→ **Task directions**: Across all of the records below, determine the number of lines containing the string "const"; reply with that number only.

→ **Input records**:
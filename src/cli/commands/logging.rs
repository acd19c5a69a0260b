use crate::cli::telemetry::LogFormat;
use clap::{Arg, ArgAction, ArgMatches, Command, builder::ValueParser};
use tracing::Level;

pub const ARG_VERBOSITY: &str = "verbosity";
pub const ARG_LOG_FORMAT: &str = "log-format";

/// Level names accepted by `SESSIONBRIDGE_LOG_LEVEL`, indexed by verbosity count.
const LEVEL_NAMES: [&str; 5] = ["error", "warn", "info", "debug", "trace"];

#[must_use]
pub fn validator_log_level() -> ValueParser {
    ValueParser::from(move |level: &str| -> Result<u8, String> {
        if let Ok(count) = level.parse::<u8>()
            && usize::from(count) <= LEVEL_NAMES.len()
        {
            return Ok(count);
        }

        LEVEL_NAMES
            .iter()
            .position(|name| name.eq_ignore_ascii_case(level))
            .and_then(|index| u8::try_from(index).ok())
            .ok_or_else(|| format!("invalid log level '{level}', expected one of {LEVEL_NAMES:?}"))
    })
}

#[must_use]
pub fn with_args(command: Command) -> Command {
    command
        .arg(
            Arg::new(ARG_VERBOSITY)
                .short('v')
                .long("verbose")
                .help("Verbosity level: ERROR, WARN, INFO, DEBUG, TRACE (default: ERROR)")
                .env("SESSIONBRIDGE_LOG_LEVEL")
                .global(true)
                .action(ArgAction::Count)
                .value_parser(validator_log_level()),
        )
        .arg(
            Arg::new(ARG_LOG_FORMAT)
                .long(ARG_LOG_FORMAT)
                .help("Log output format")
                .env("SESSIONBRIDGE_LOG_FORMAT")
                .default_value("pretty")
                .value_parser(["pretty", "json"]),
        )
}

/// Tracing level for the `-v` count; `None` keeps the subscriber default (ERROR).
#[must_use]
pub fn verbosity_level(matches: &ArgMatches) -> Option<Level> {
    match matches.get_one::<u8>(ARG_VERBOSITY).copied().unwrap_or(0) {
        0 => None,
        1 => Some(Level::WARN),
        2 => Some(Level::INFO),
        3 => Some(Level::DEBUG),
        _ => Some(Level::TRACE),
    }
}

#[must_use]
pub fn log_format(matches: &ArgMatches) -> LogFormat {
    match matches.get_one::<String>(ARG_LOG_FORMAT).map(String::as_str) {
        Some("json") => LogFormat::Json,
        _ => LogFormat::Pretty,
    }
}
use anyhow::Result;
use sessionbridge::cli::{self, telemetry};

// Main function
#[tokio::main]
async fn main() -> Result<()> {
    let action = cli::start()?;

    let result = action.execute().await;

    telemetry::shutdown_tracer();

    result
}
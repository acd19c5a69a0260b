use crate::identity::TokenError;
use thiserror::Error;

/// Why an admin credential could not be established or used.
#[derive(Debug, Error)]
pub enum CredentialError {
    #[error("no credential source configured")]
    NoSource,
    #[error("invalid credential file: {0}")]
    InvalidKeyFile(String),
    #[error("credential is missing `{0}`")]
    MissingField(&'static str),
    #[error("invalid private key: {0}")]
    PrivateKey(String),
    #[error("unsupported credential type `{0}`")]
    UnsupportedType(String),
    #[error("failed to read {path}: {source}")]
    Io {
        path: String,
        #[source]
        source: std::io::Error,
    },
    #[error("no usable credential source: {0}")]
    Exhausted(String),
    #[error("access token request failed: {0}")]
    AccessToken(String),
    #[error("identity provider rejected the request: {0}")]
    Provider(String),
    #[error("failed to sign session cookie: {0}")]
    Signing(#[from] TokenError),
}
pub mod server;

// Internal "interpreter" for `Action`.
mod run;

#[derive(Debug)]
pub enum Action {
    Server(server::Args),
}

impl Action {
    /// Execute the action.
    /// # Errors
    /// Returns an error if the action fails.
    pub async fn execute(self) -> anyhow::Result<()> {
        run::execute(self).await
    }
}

→ **Exercise result**: 3